Vatican City, Oct 6, 2017 / 04:41 am (CNA/EWTN News).- On Friday, Pope Francis told a group of religious and secular experts from around the world that protecting minors against increasing online threats is a serious new concern, and one in which the Church can be a leading voice given the experience gleaned from past mistakes.
“As all of us know, in recent years the Church has come to acknowledge her own failures in providing for the protection of children,” the Pope said Oct. 6. “Extremely grave facts have come to light, for which we have to accept our responsibility before God, before the victims and before public opinion.”
Because of this, “as a result of these painful experiences and the skills gained in the process of conversion and purification, the Church today feels especially bound to work strenuously and with foresight for the protection of minors and their dignity, not only within her own ranks, but in society as a whole and throughout the world.”
The Church can’t even attempt to “do this alone – for that is clearly not enough,” he said, but she stands ready by “offering her own effective and ready cooperation to all those individuals and groups in society that are committed to the same end.”
In this sense, he said, the Church adheres fully to the goal of putting an end to “the abuse, exploitation, trafficking and all forms of violence against and torture of children” that was set by the United Nations in the 2030 Sustainable Development agenda.
Pope Francis spoke to participants in the global “Child Dignity in the Digital World” conference being held in Rome Oct. 3-6, who had an audience with him the Clementine Hall of the Apostolic Palace.
Organized by the Pontifical Gregorian University’s Center for Child Protection in collaboration with the UK-based global alliance WePROTECT and the organization “Telefono Azzurro,” the first Italian helpline for children at risk, the conference brings together people from all sectors of society, including social scientists, civic leaders, and religious representatives.

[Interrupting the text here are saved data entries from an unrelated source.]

//! Derivative of the RWR output with respect to the parameter vector.
//!
//! The forward walk and a per-feature derivative table are advanced together for a fixed
//! number of steps. With \(p^{(t)}\) the distribution after step \(t\) and
//! \(d^{(t)}_u[f] = \partial p^{(t)}_u / \partial \theta_f\):
//!
//! \[
//!   d^{(t+1)}_u[f] \mathrel{+}= w(j,u)\, d^{(t)}_j[f] + p^{(t)}_j\, \frac{\partial Q_{ju}}{\partial \theta_f}
//! \]
//!
//! for every node `j` with positive mass, every out-neighbor `u` of `j`, and every trainable
//! feature `f` on the edge `j -> u`. The transition derivative uses the quotient rule:
//!
//! \[
//!   \frac{\partial Q_{ju}}{\partial \theta_f}
//!   = \frac{x_f(j,u)\, Z_j - w(j,u) \sum_v x_f(j,v)}{Z_j^2}
//! \]
//!
//! Dead ends (\(Z_j = 0\)) contribute nothing, exactly as in the forward walk.
//!
//! Public invariants:
//! - Untrained features never appear in the output table.
//! - The start distribution has zero derivative (the table starts empty).
//! - `steps == 0` yields the start distribution and an empty table.

use crate::gate::FeatureGate;
use crate::graph::FeatureGraph;
use crate::params::ParamVec;
use crate::rwr::{walk_once, Distribution};
use crate::weights::{deriv_edge_weight_by_params, edge_weight};
use std::collections::BTreeMap;

/// Node -> feature -> \(\partial\,\text{mass} / \partial \theta_f\).
pub type Derivatives<N> = BTreeMap<N, BTreeMap<String, f64>>;

/// Output of [`deriv_rwr_by_params`].
#[derive(Debug, Clone)]
pub struct RwrGradient<N> {
    /// Forward distribution after the same number of steps (matches [`crate::rwr::rwr`]).
    pub scores: Distribution<N>,
    /// Derivative table after the last step.
    pub derivatives: Derivatives<N>,
}

impl<N: Ord> RwrGradient<N> {
    /// \(\partial\,\text{mass}(node) / \partial \theta_f\); 0 if absent.
    pub fn derivative(&self, node: &N, feature: &str) -> f64 {
        self.derivatives
            .get(node)
            .and_then(|row| row.get(feature))
            .copied()
            .unwrap_or(0.0)
    }

    pub fn score(&self, node: &N) -> f64 {
        self.scores.get(node).copied().unwrap_or(0.0)
    }
}

/// Outgoing edges of one node, with the quantities shared by every transition out of it.
struct OutEdges<N> {
    targets: Vec<(N, f64)>,
    total: f64,
    /// \(\sum_v x_f(j,v)\) per feature.
    feature_sums: BTreeMap<String, f64>,
}

impl<N: Ord + Clone> OutEdges<N> {
    fn new<G: FeatureGraph<Node = N>>(graph: &G, j: &N, params: &ParamVec) -> Self {
        let mut targets = Vec::new();
        let mut total = 0.0;
        let mut feature_sums: BTreeMap<String, f64> = BTreeMap::new();
        for v in graph.neighbors(j) {
            let ew = edge_weight(graph, j, &v, params);
            total += ew;
            for f in graph.features(j, &v) {
                *feature_sums.entry(f.name.clone()).or_insert(0.0) += f.weight;
            }
            targets.push((v, ew));
        }
        Self { targets, total, feature_sums }
    }

    fn transition_derivative(&self, feature: &str, dw: f64, ew: f64) -> f64 {
        let z = self.total;
        let sum = self.feature_sums.get(feature).copied().unwrap_or(0.0);
        (dw * z - ew * sum) / (z * z)
    }
}

/// \(\partial Q_{ju} / \partial \theta_f\) for every trainable feature on `j -> u`.
///
/// Empty when `j` is a dead end.
pub fn deriv_walk_prob_by_params<G: FeatureGraph>(
    graph: &G,
    j: &G::Node,
    u: &G::Node,
    params: &ParamVec,
    gate: &FeatureGate,
) -> BTreeMap<String, f64> {
    let out = OutEdges::new(graph, j, params);
    if out.total == 0.0 {
        return BTreeMap::new();
    }
    let ew = edge_weight(graph, j, u, params);
    deriv_edge_weight_by_params(graph, j, u)
        .into_iter()
        .filter(|(f, _)| gate.is_trainable(f))
        .map(|(f, dw)| {
            let dq = out.transition_derivative(&f, dw, ew);
            (f, dq)
        })
        .collect()
}

/// Run the walk for `steps` steps and return both the final distribution and
/// \(\partial\,\text{rwr}(start)_u / \partial \theta_f\).
pub fn deriv_rwr_by_params<G: FeatureGraph>(
    graph: &G,
    start: &Distribution<G::Node>,
    params: &ParamVec,
    steps: usize,
    gate: &FeatureGate,
) -> RwrGradient<G::Node> {
    let mut p = start.clone();
    let mut d: Derivatives<G::Node> = BTreeMap::new();

    for step in 0..steps {
        let mut d_next: Derivatives<G::Node> = BTreeMap::new();
        for (j, &mass) in &p {
            if mass <= 0.0 {
                continue;
            }
            let out = OutEdges::new(graph, j, params);
            if out.total == 0.0 {
                continue;
            }
            let d_j = d.get(j);
            for (u, ew) in &out.targets {
                for (f, dw) in deriv_edge_weight_by_params(graph, j, u) {
                    if !gate.is_trainable(&f) {
                        continue;
                    }
                    let dq = out.transition_derivative(&f, dw, *ew);
                    let prev = d_j.and_then(|row| row.get(&f)).copied().unwrap_or(0.0);
                    *d_next
                        .entry(u.clone())
                        .or_default()
                        .entry(f)
                        .or_insert(0.0) += ew * prev + mass * dq;
                }
            }
        }
        p = walk_once(graph, &p, params);
        d = d_next;
        tracing::trace!(step, nodes = p.len(), rows = d.len(), "derivative step");
    }

    RwrGradient { scores: p, derivatives: d }
}

#[cfg(test)]
mod tests {
    use super::*;
    use crate::graph::{AnnotatedGraph, Feature};
    use crate::rwr::rwr;

    fn params(pairs: &[(&str, f64)]) -> ParamVec {
        pairs.iter().map(|&(k, v)| (k.to_string(), v)).collect()
    }

    fn start<N: Ord>(node: N) -> Distribution<N> {
        [(node, 1.0)].into_iter().collect()
    }

    #[test]
    fn single_edge_transition_is_constant() {
        // Q(A->B) is 1 whatever the parameters are.
        let g = AnnotatedGraph::new().with_edge("A", "B", [Feature::new("f", 1.0)]);
        let out = deriv_rwr_by_params(&g, &start("A"), &params(&[("f", 1.0)]), 1, &FeatureGate::new());
        assert_eq!(out.derivative(&"B", "f"), 0.0);
        assert!((out.score(&"B") - 1.0).abs() < 1e-12);
    }

    #[test]
    fn untrained_feature_is_absent() {
        let g = AnnotatedGraph::new()
            .with_edge("A", "B", [Feature::new("f", 1.0), Feature::new("g", 1.0)])
            .with_edge("A", "C", [Feature::new("f", 1.0)]);
        let gate = FeatureGate::with_untrained(["g"]);
        let out = deriv_rwr_by_params(&g, &start("A"), &params(&[("f", 1.0), ("g", 1.0)]), 1, &gate);

        for row in out.derivatives.values() {
            assert!(!row.contains_key("g"));
        }
        // Z=3, w(A,B)=2, sum_f=2: (1*3 - 2*2)/9 and (1*3 - 1*2)/9
        assert!((out.derivative(&"B", "f") + 1.0 / 9.0).abs() < 1e-12);
        assert!((out.derivative(&"C", "f") - 1.0 / 9.0).abs() < 1e-12);
    }

    #[test]
    fn dead_end_contributes_nothing() {
        let g = AnnotatedGraph::new().with_edge("A", "B", [Feature::new("f", 1.0)]);
        let out = deriv_rwr_by_params(&g, &start("B"), &params(&[("f", 1.0)]), 3, &FeatureGate::new());
        assert!(out.scores.is_empty());
        assert!(out.derivatives.is_empty());
    }

    #[test]
    fn zero_steps_is_identity_with_empty_table() {
        let g = AnnotatedGraph::new().with_edge(0u32, 1, [Feature::new("f", 1.0)]);
        let out = deriv_rwr_by_params(&g, &start(0u32), &params(&[("f", 1.0)]), 0, &FeatureGate::new());
        assert_eq!(out.scores, start(0u32));
        assert!(out.derivatives.is_empty());
    }

    #[test]
    fn scores_match_forward_walk() {
        let g = AnnotatedGraph::new()
            .with_edge(0u32, 1, [Feature::new("f", 1.0)])
            .with_edge(0, 2, [Feature::new("g", 2.0)])
            .with_edge(1, 0, [Feature::new("restart", 1.0)])
            .with_edge(2, 0, [Feature::new("restart", 1.0)])
            .with_edge(2, 1, [Feature::new("f", 0.5)]);
        let p = params(&[("f", 1.1), ("g", 0.9), ("restart", 1.0)]);
        let out = deriv_rwr_by_params(&g, &start(0u32), &p, 6, &FeatureGate::new());
        assert_eq!(out.scores, rwr(&g, &start(0u32), &p, 6));
    }

    #[test]
    fn walk_prob_derivative_matches_quotient_rule() {
        let g = AnnotatedGraph::new()
            .with_edge(0u32, 1, [Feature::new("f", 2.0)])
            .with_edge(0, 2, [Feature::new("f", 1.0), Feature::new("g", 1.0)]);
        let p = params(&[("f", 1.0), ("g", 1.0)]);
        // Z = 2 + 2 = 4, w(0,1) = 2, sum_f = 3, sum_g = 1
        let d01 = deriv_walk_prob_by_params(&g, &0, &1, &p, &FeatureGate::new());
        assert!((d01["f"] - (2.0 * 4.0 - 2.0 * 3.0) / 16.0).abs() < 1e-12);
        assert!(!d01.contains_key("g"));

        let d02 = deriv_walk_prob_by_params(&g, &0, &2, &p, &FeatureGate::new());
        assert!((d02["f"] - (1.0 * 4.0 - 2.0 * 3.0) / 16.0).abs() < 1e-12);
        assert!((d02["g"] - (1.0 * 4.0 - 2.0 * 1.0) / 16.0).abs() < 1e-12);

        assert!(deriv_walk_prob_by_params(&g, &1, &0, &p, &FeatureGate::new()).is_empty());
    }
}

Key points of discussion included updates on the situation, the prevention of abuse, pornography, the responsibility of internet providers and the media, and ethical governance.
In their audience with the Pope, participates presented him with a common declaration outlining several action-points for each area and field to develop moving forward.
In his speech, Pope Francis thanked attendees for gathering to address such “a grave new problem” which, until this week’s conference, had not yet been studied in-depth by experts from various fields.
“The acknowledgment and defense of the dignity of the human person is the origin and basis of every right social and political order,” he said, noting that children “are among those most in need of care and protection.”
This is why the Holy See received the U.N. Declaration on the Rights of the Child in 1959, and participated in the 1990 U.N. convention on the same subject, he said, adding that “the dignity and rights of children must be protected by legal systems as priceless goods for the entire human family.”
While we are living in a world “we could hardly have imagined” only a few years ago, Francis said this world is the fruit of “extraordinary achievements of science and technology” that are in many ways changing “our very way of thinking and of being.”
However, while admirable these rapid advancements also bring a certain concern and apprehension with them, he said, explaining that questions naturally arise as to whether “we are capable of guiding the processes we ourselves have set in motion, whether they might be escaping our grasp, and whether we are doing enough to keep them in check.”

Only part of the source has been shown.